Court rules states can challenge EPA air-quality plan rejections in regional courts, not D.C.
What it does
The Court held that each EPA rejection of a state's air-quality plan (called a State Implementation Plan, or SIP) is its own separate legal "action" tied to that specific state, not part of a single nationwide action just because EPA bundled multiple rejections into one rule. Because each rejection applies only to the state whose plan was denied, challenges to those rejections must be filed in the regional circuit court for that state, not in the D.C. Circuit. The Court also held that EPA's use of a common analytical framework across states does not transform these state-specific decisions into a nationally applicable action.
Who benefits
States and energy companies whose state air-quality plans were rejected by EPA, who can now challenge those rejections in regional circuit courts rather than being required to litigate in the D.C. Circuit.
Who is affected
EPA, which loses its ability to consolidate legal challenges to its state plan rejections in the D.C. Circuit by packaging multiple state-specific decisions into a single omnibus rule.
Practical impact
States and companies challenging EPA's rejection of their air-quality plans under the Clean Air Act's Good Neighbor provision can now pursue those challenges in the regional circuit court for their state, which may be more favorable or convenient than the D.C. Circuit. EPA can no longer guarantee D.C. Circuit review — and the legal advantages that may come with it — simply by bundling multiple state-specific decisions into one omnibus rule.
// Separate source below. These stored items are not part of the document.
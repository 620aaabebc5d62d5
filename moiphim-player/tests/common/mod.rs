//! Test harness for driving a [`PlayerController`] on a virtual clock
//!
//! Each harness owns a controller wired to a recording backend and a
//! virtual time provider, so timer-dependent behavior can be stepped
//! deterministically.

#![allow(dead_code)]

use moiphim_model::{Episode, Movie, Server};
use moiphim_player::domains::player::Point;
use moiphim_player::infra::testing::{RecordingFactory, fixtures};
use moiphim_player::infra::time::VirtualTimeProvider;
use moiphim_player::{
    BackendEvent, MountOptions, MountToken, PlayerController, PlayerEvent,
    PlayerMessage,
};

pub const WIDTH: f32 = 1000.0;
pub const HEIGHT: f32 = 600.0;

/// Press-to-release time used for ordinary taps
pub const TAP_MS: u64 = 40;

pub struct Harness {
    pub controller: PlayerController,
    pub factory: RecordingFactory,
    pub clock: VirtualTimeProvider,
    pub mount_events: Vec<PlayerEvent>,
}

impl Harness {
    pub fn new(movie: Movie, options: MountOptions) -> Self {
        Self::with_controller(|factory| {
            PlayerController::new(movie, options, factory)
        })
    }

    pub fn with_controller(build: impl FnOnce(RecordingFactory) -> PlayerController) -> Self {
        let factory = RecordingFactory::new();
        let clock = VirtualTimeProvider::new();
        let mut controller = build(factory.clone())
            .with_clock(clock.clone())
            .with_viewport(WIDTH, HEIGHT);
        let mount_events = controller.mount();
        Self {
            controller,
            factory,
            clock,
            mount_events,
        }
    }

    /// Three-episode series mounted on its first episode.
    pub fn series() -> Self {
        Self::new(fixtures::series_movie(), MountOptions::default())
    }

    /// Series mounted and reported ready with `duration` seconds, playing.
    pub fn playing(duration: f64) -> Self {
        let mut harness = Self::series();
        harness.ready(duration);
        harness
    }

    pub fn send(&mut self, message: PlayerMessage) -> Vec<PlayerEvent> {
        self.controller.update(message)
    }

    /// Move the clock forward and let due timers fire.
    pub fn advance_ms(&mut self, millis: u64) -> Vec<PlayerEvent> {
        self.clock.advance_ms(millis);
        self.controller.tick()
    }

    pub fn token(&self) -> MountToken {
        self.controller
            .session()
            .current_token()
            .expect("native source mounted")
    }

    pub fn backend(&mut self, event: BackendEvent) -> Vec<PlayerEvent> {
        let token = self.token();
        self.send(PlayerMessage::Backend(token, event))
    }

    pub fn ready(&mut self, duration: f64) -> Vec<PlayerEvent> {
        let mut events = self.backend(BackendEvent::DurationKnown(duration));
        events.extend(self.backend(BackendEvent::Play));
        events
    }

    pub fn press(&mut self, x: f32) -> Vec<PlayerEvent> {
        self.send(PlayerMessage::PointerDown(Point::new(x, HEIGHT / 2.0)))
    }

    pub fn release(&mut self, x: f32) -> Vec<PlayerEvent> {
        self.send(PlayerMessage::PointerUp(Point::new(x, HEIGHT / 2.0)))
    }

    /// Quick tap at `x`; takes [`TAP_MS`] of virtual time without firing
    /// timers in between.
    pub fn tap(&mut self, x: f32) -> Vec<PlayerEvent> {
        let mut events = self.press(x);
        self.clock.advance_ms(TAP_MS);
        events.extend(self.release(x));
        events
    }

    /// Two taps at `x` whose releases are `gap_ms` apart.
    pub fn double_tap(&mut self, x: f32, gap_ms: u64) -> Vec<PlayerEvent> {
        let mut events = self.tap(x);
        self.clock.advance_ms(gap_ms.saturating_sub(TAP_MS));
        events.extend(self.tap(x));
        events
    }

    pub fn controls_visible(&self) -> bool {
        self.controller.controls_visible()
    }
}

/// Movie whose only episode has no usable link.
pub fn broken_movie() -> Movie {
    Movie::new(
        "Phim Hong",
        "phim-hong",
        vec![Server::new(
            "Vietsub #1",
            vec![Episode::new("1", "tap-1").with_m3u8("  ")],
        )],
    )
}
The ruling also means that courts in different regions may reach different conclusions about similar EPA rejections, since the cases are now spread across multiple circuits.
Majority — Thomas
Joined by: Sotomayor, Kagan, Kavanaugh, Barrett, Jackson
The majority held that the relevant "action" for venue purposes is defined by the underlying Clean Air Act provision EPA used, not by how EPA chose to package its decisions in the Federal Register. Because the Clean Air Act treats each state's implementation plan approval or disapproval as a separate, state-specific action, each EPA rejection of a state plan is its own distinct action — and since a state plan by definition applies only to one state, that action is "locally or regionally applicable." The Court further reasoned that EPA's use of a uniform four-step analytical framework across all 21 states goes to EPA's reasoning process, not to the geographic scope of each individual decision, and therefore cannot make a state-specific rejection into a nationally applicable action. The Court then examined whether the "nationwide scope or effect" exception applied — which would send the case to D.C. even for locally applicable actions — and found it did not, because EPA's disapprovals were driven primarily by intensely fact-specific, state-by-state analysis rather than by any single nationwide determination. The majority distinguished this case from a companion case (Calumet) where a nationwide determination was the primary driver of EPA's decisions, noting that here no single nationwide factor resolved EPA's ultimate conclusions about Oklahoma and Utah.
Dissent reasoning
Justice Gorsuch, joined by Chief Justice Roberts, agreed with the Court's bottom-line conclusion that the proper venue is a regional circuit, not the D.C. Circuit. However, they could not join the majority's reasoning, instead relying on the analytical path they described in their separate opinion in the companion case, EPA v. Calumet Shreveport Refining. Because they reached the same result by a different route, they concurred in the judgment only.
Constitutional question
Under the Clean Air Act's venue provision, must challenges to EPA's rejection of individual state air-quality plans be filed in the D.C. Circuit Court, or may they be filed in regional circuit courts closer to the affected states?
Precedent changed
The ruling applies and extends the framework established in the companion case EPA v. Calumet Shreveport Refining, L.L.C., 605 U.S. 627 (2025), decided the same day, to the context of state implementation plan disapprovals.